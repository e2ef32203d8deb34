use crate::foundation::core::Progress;

/// Coarse narrative beat of the scroll timeline.
#[derive(Clone, Copy, Debug, PartialEq, Eq, Hash, serde::Serialize, serde::Deserialize)]
#[serde(rename_all = "snake_case")]
pub enum SceneStage {
    /// Black screen and the arrow, before any star appears.
    Prelude,
    /// First half of the star field and the cloud.
    FirstWave,
    /// Moon settled, second half of the star field.
    SecondWave,
    /// Everything revealed; only drift moves.
    Rest,
}

impl SceneStage {
    /// Stage containing `progress`. Ranges are half-open except the last, which includes `1`.
    pub fn at(progress: Progress) -> Self {
        match progress.get() {
            p if p < 0.20 => Self::Prelude,
            p if p < 0.50 => Self::FirstWave,
            p if p < 0.80 => Self::SecondWave,
            _ => Self::Rest,
        }
    }
}
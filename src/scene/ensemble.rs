use crate::{
    animation::{ease::Ease, window::ActivationWindow},
    elements::{arrow::ArrowConfig, cloud::CloudConfig, moon::MoonConfig, star::StarConfig},
    foundation::core::Vec2,
    runtime::scroll::ScrollRange,
    scene::{
        config::{ElementConfig, SceneConfig},
        layer::Layer,
    },
};

/// Stars at or below this outer radius sit in the background tier.
pub const BACKGROUND_STAR_MAX: f64 = 16.0;

struct StarRow {
    x: f64,
    y: f64,
    size: f64,
    points: u32,
    enter: ActivationWindow,
}

const fn row(x: f64, y: f64, size: f64, points: u32, start: f64, end: f64) -> StarRow {
    StarRow {
        x,
        y,
        size,
        points,
        enter: ActivationWindow::new_const(start, end),
    }
}

// Sequential 5%-wide windows from 0.20 to 0.75.
const STAR_FIELD: [StarRow; 11] = [
    row(5.0, 8.0, 20.0, 4, 0.20, 0.25),
    row(92.0, 25.0, 28.0, 4, 0.25, 0.30),
    row(8.0, 50.0, 16.0, 5, 0.30, 0.35),
    row(70.0, 6.0, 24.0, 4, 0.35, 0.40),
    row(35.0, 88.0, 18.0, 5, 0.40, 0.45),
    row(50.0, 42.0, 34.0, 4, 0.45, 0.50),
    row(93.0, 72.0, 14.0, 5, 0.50, 0.55),
    row(28.0, 5.0, 20.0, 4, 0.55, 0.60),
    row(88.0, 90.0, 22.0, 5, 0.60, 0.65),
    row(4.0, 82.0, 12.0, 4, 0.65, 0.70),
    row(62.0, 65.0, 18.0, 5, 0.70, 0.75),
];

const MOON_RISE: ActivationWindow = ActivationWindow::new_const(0.45, 0.60);
const CLOUD_SLIDE: ActivationWindow = ActivationWindow::new_const(0.28, 0.48);
const CLOUD_FADE: ActivationWindow = ActivationWindow::new_const(0.28, 0.31);

/// Layer for a star of outer radius `size`.
pub fn star_layer(size: f64) -> Layer {
    if size <= BACKGROUND_STAR_MAX {
        Layer::Background
    } else {
        Layer::Foreground
    }
}

/// The eleven stars of the field, in reveal order.
pub fn star_field() -> Vec<StarConfig> {
    STAR_FIELD
        .iter()
        .map(|r| {
            StarConfig::new(
                Vec2::new(r.x, r.y),
                r.size,
                r.points,
                r.enter,
                star_layer(r.size),
            )
        })
        .collect()
}

/// The moon, rising into the upper-left third.
pub fn moon() -> MoonConfig {
    MoonConfig {
        position: Vec2::new(28.0, 28.0),
        size: 140.0,
        rise_window: MOON_RISE,
        rise: 600.0,
        ease: Ease::Sinusoidal,
        layer: Layer::Midground,
    }
}

/// The cloud, sweeping right to left across the moon.
pub fn cloud() -> CloudConfig {
    CloudConfig {
        right: -10.0,
        top: 38.0,
        width_vw: 110.0,
        height: 170.0,
        slide: CLOUD_SLIDE,
        fade: CLOUD_FADE,
        start_x: 1400.0,
        end_x: -2400.0,
        ease: Ease::Sinusoidal,
        layer: Layer::Midground,
    }
}

/// The full built-in scene: arrow, star field, moon, cloud.
pub fn built_in() -> SceneConfig {
    let mut elements = Vec::with_capacity(STAR_FIELD.len() + 3);
    elements.push(ElementConfig::Arrow(ArrowConfig::scene_default()));
    elements.extend(star_field().into_iter().map(ElementConfig::Star));
    elements.push(ElementConfig::Moon(moon()));
    elements.push(ElementConfig::Cloud(cloud()));
    SceneConfig {
        scroll: ScrollRange::default(),
        elements,
    }
}

#[cfg(test)]
#[path = "../../tests/unit/scene/ensemble.rs"]
mod tests;
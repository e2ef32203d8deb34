/// Convenience result type used across nightscroll.
pub type NightscrollResult<T> = Result<T, NightscrollError>;

/// Top-level error taxonomy used by engine APIs.
#[derive(thiserror::Error, Debug)]
pub enum NightscrollError {
    /// Invalid scene configuration (shapes, positions, scroll range, stage lists).
    #[error("validation error: {0}")]
    Validation(String),

    /// An activation window whose bounds are not `0 <= start < end <= 1`.
    #[error("invalid window: [{start}, {end}] must satisfy 0 <= start < end <= 1")]
    InvalidWindow {
        /// Offending window start.
        start: f64,
        /// Offending window end.
        end: f64,
    },

    /// Errors while validating easing curves or staged sequences.
    #[error("animation error: {0}")]
    Animation(String),

    /// Errors while evaluating timeline state for a frame.
    #[error("evaluation error: {0}")]
    Evaluation(String),

    /// Errors produced by the reference renderer.
    #[error("render error: {0}")]
    Render(String),

    /// Errors when serializing or deserializing data structures.
    #[error("serialization error: {0}")]
    Serde(String),

    /// Wrapped lower-level error from dependencies or IO.
    #[error(transparent)]
    Other(#[from] anyhow::Error),
}

impl NightscrollError {
    /// Build a [`NightscrollError::Validation`] value.
    pub fn validation(msg: impl Into<String>) -> Self {
        Self::Validation(msg.into())
    }

    /// Build a [`NightscrollError::InvalidWindow`] value.
    pub fn invalid_window(start: f64, end: f64) -> Self {
        Self::InvalidWindow { start, end }
    }

    /// Build a [`NightscrollError::Animation`] value.
    pub fn animation(msg: impl Into<String>) -> Self {
        Self::Animation(msg.into())
    }

    /// Build a [`NightscrollError::Evaluation`] value.
    pub fn evaluation(msg: impl Into<String>) -> Self {
        Self::Evaluation(msg.into())
    }

    /// Build a [`NightscrollError::Render`] value.
    pub fn render(msg: impl Into<String>) -> Self {
        Self::Render(msg.into())
    }

    /// Build a [`NightscrollError::Serde`] value.
    pub fn serde(msg: impl Into<String>) -> Self {
        Self::Serde(msg.into())
    }
}

#[cfg(test)]
#[path = "../../tests/unit/foundation/error.rs"]
mod tests;
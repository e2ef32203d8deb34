use std::{
    path::{Path, PathBuf},
    time::Duration,
};

use anyhow::Context as _;
use clap::{Parser, Subcommand, ValueEnum};
use nightscroll::{
    ActivationWindow, ElementKind, HeadlessHost, SceneConfig, SweepThreading, Timeline, Viewport,
    fingerprint_frame, frame_to_svg, progress_samples, render_frame_rgba,
};
use tracing_subscriber::EnvFilter;

/// Host refresh interval used when simulating a session.
const TICK: Duration = Duration::from_nanos(16_666_667);

#[derive(Parser, Debug)]
#[command(name = "nightscroll", version)]
struct Cli {
    #[command(subcommand)]
    cmd: Command,
}

#[derive(Subcommand, Debug)]
enum Command {
    /// Simulate a session and write one frame as JSON, SVG or PNG.
    Frame(FrameArgs),
    /// Evaluate evenly spaced progress samples and write the frames as JSON.
    Sweep(SweepArgs),
    /// Validate the built-in scene and report entrance window coverage.
    Check,
}

#[derive(Parser, Debug)]
struct FrameArgs {
    /// Scroll progress in [0, 1] at the end of the simulation.
    #[arg(long)]
    progress: f64,

    /// Session time in seconds at which the frame is taken.
    #[arg(long, default_value_t = 5.0)]
    elapsed: f64,

    /// How the reader reaches `--progress`.
    #[arg(long, value_enum, default_value_t = ScrollMode::Ramp)]
    scroll: ScrollMode,

    /// Viewport width in pixels.
    #[arg(long, default_value_t = 1280)]
    width: u32,

    /// Viewport height in pixels.
    #[arg(long, default_value_t = 800)]
    height: u32,

    /// Output path; the format follows the extension (`.json`, `.svg`, `.png`).
    #[arg(long)]
    out: PathBuf,
}

#[derive(Parser, Debug)]
struct SweepArgs {
    /// Number of evenly spaced samples over [0, 1].
    #[arg(long, default_value_t = 101)]
    samples: usize,

    /// Session time in seconds shared by every sample.
    #[arg(long, default_value_t = 5.0)]
    elapsed: f64,

    /// Evaluate samples on a thread pool.
    #[arg(long)]
    parallel: bool,

    /// Thread pool size (implies `--parallel`).
    #[arg(long)]
    threads: Option<usize>,

    /// Output JSON path.
    #[arg(long)]
    out: PathBuf,
}

#[derive(Clone, Copy, Debug, PartialEq, Eq, ValueEnum)]
enum ScrollMode {
    /// Scroll at a steady rate from the top to the target over the whole session.
    Ramp,
    /// Jump to the target on the first tick.
    Jump,
}

#[derive(Clone, Copy, Debug, PartialEq, Eq)]
enum OutFormat {
    Json,
    Svg,
    Png,
}

fn main() -> anyhow::Result<()> {
    tracing_subscriber::fmt()
        .with_env_filter(EnvFilter::from_default_env())
        .with_writer(std::io::stderr)
        .init();

    let cli = Cli::parse();
    match cli.cmd {
        Command::Frame(args) => cmd_frame(args),
        Command::Sweep(args) => cmd_sweep(args),
        Command::Check => cmd_check(),
    }
}

fn built_in_scene() -> anyhow::Result<SceneConfig> {
    let scene = SceneConfig::default();
    scene.validate().context("built-in scene failed validation")?;
    Ok(scene)
}

fn parse_elapsed(secs: f64) -> anyhow::Result<Duration> {
    Duration::try_from_secs_f64(secs).with_context(|| format!("invalid --elapsed {secs}"))
}

fn out_format(path: &Path) -> anyhow::Result<OutFormat> {
    let ext = path
        .extension()
        .and_then(|e| e.to_str())
        .map(str::to_ascii_lowercase);
    match ext.as_deref() {
        Some("json") => Ok(OutFormat::Json),
        Some("svg") => Ok(OutFormat::Svg),
        Some("png") => Ok(OutFormat::Png),
        _ => anyhow::bail!(
            "unsupported output '{}' (expected .json, .svg or .png)",
            path.display()
        ),
    }
}

fn ensure_parent(path: &Path) -> anyhow::Result<()> {
    if let Some(parent) = path.parent()
        && !parent.as_os_str().is_empty()
    {
        std::fs::create_dir_all(parent)
            .with_context(|| format!("create output dir '{}'", parent.display()))?;
    }
    Ok(())
}

/// Run a headless session up to `elapsed`, ticking at the host refresh rate.
fn simulate(
    scene: SceneConfig,
    target: f64,
    elapsed: Duration,
    mode: ScrollMode,
) -> anyhow::Result<Timeline> {
    let mut timeline = Timeline::new(scene)?;
    timeline.begin_session(&mut HeadlessHost::default());

    let total = elapsed.as_secs_f64();
    let mut now = Duration::ZERO;
    loop {
        let progress = match mode {
            ScrollMode::Jump => target,
            ScrollMode::Ramp if total > 0.0 => target * (now.as_secs_f64() / total),
            ScrollMode::Ramp => target,
        };
        timeline.set_progress(progress);
        timeline.advance(now);
        if now >= elapsed {
            break;
        }
        now = (now + TICK).min(elapsed);
    }
    Ok(timeline)
}

fn cmd_frame(args: FrameArgs) -> anyhow::Result<()> {
    let format = out_format(&args.out)?;
    if !(0.0..=1.0).contains(&args.progress) {
        anyhow::bail!("--progress must be within [0, 1], got {}", args.progress);
    }
    let scene = built_in_scene()?;
    let elapsed = parse_elapsed(args.elapsed)?;

    let timeline = simulate(scene, args.progress, elapsed, args.scroll)?;
    let frame = timeline.frame()?;
    let viewport = Viewport::new(f64::from(args.width), f64::from(args.height));

    ensure_parent(&args.out)?;
    match format {
        OutFormat::Json => {
            std::fs::write(&args.out, frame.to_json_pretty()?)
                .with_context(|| format!("write json '{}'", args.out.display()))?;
        }
        OutFormat::Svg => {
            let svg = frame_to_svg(timeline.config(), &frame, viewport)?;
            std::fs::write(&args.out, svg)
                .with_context(|| format!("write svg '{}'", args.out.display()))?;
        }
        OutFormat::Png => {
            let raster = render_frame_rgba(timeline.config(), &frame, viewport)?;
            image::save_buffer_with_format(
                &args.out,
                &raster.data,
                raster.width,
                raster.height,
                image::ColorType::Rgba8,
                image::ImageFormat::Png,
            )
            .with_context(|| format!("write png '{}'", args.out.display()))?;
        }
    }

    eprintln!(
        "wrote {} (progress {:.4}, fingerprint {})",
        args.out.display(),
        frame.progress.get(),
        fingerprint_frame(&frame)
    );
    Ok(())
}

fn cmd_sweep(args: SweepArgs) -> anyhow::Result<()> {
    let scene = built_in_scene()?;
    let elapsed = parse_elapsed(args.elapsed)?;
    let timeline = simulate(scene, 0.0, elapsed, ScrollMode::Jump)?;

    let samples = progress_samples(args.samples);
    let threading = SweepThreading {
        parallel: args.parallel || args.threads.is_some(),
        threads: args.threads,
    };
    let (frames, stats) = timeline.sweep(&samples, &threading)?;

    let entries: Vec<serde_json::Value> = frames
        .iter()
        .map(|f| {
            serde_json::json!({
                "fingerprint": fingerprint_frame(f).to_string(),
                "frame": f,
            })
        })
        .collect();
    let doc = serde_json::json!({
        "elapsed_secs": elapsed.as_secs_f64(),
        "stats": stats,
        "frames": entries,
    });

    ensure_parent(&args.out)?;
    let text = serde_json::to_string_pretty(&doc).context("serialize sweep")?;
    std::fs::write(&args.out, text)
        .with_context(|| format!("write json '{}'", args.out.display()))?;

    eprintln!(
        "wrote {} ({} frames, {} distinct)",
        args.out.display(),
        stats.frames_total,
        stats.frames_distinct
    );
    Ok(())
}

fn cmd_check() -> anyhow::Result<()> {
    let scene = built_in_scene()?;

    println!("scene ok: {} elements", scene.elements.len());
    println!("  spacer: {}vh", scene.scroll.spacer_vh);
    for kind in [
        ElementKind::Arrow,
        ElementKind::Star,
        ElementKind::Moon,
        ElementKind::Cloud,
    ] {
        let count = scene.elements.iter().filter(|e| e.kind() == kind).count();
        if count > 0 {
            println!("  {}: {count}", kind.as_str());
        }
    }

    let stars = scene.entrance_windows(ElementKind::Star);
    if !stars.is_empty() {
        let coverage = ActivationWindow::union(&stars)
            .iter()
            .map(|(a, b)| format!("[{a:.2}, {b:.2}]"))
            .collect::<Vec<_>>()
            .join(" ");
        println!("  star entrances cover {coverage}");
    }
    let overlaps = scene.overlapping_entrances(ElementKind::Star);
    if overlaps.is_empty() {
        println!("  no overlapping star entrances");
    } else {
        for (a, b) in overlaps {
            println!("  warning: star entrances {a} and {b} overlap");
        }
    }
    Ok(())
}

....................

Description of the task
All lines that hold the word "Duration" should be copied from the data.

Task output
    time::Duration,
const TICK: Duration = Duration::from_nanos(16_666_667);
fn parse_elapsed(secs: f64) -> anyhow::Result<Duration> {
    Duration::try_from_secs_f64(secs).with_context(|| format!("invalid --elapsed {secs}"))
    elapsed: Duration,
    let mut now = Duration::ZERO;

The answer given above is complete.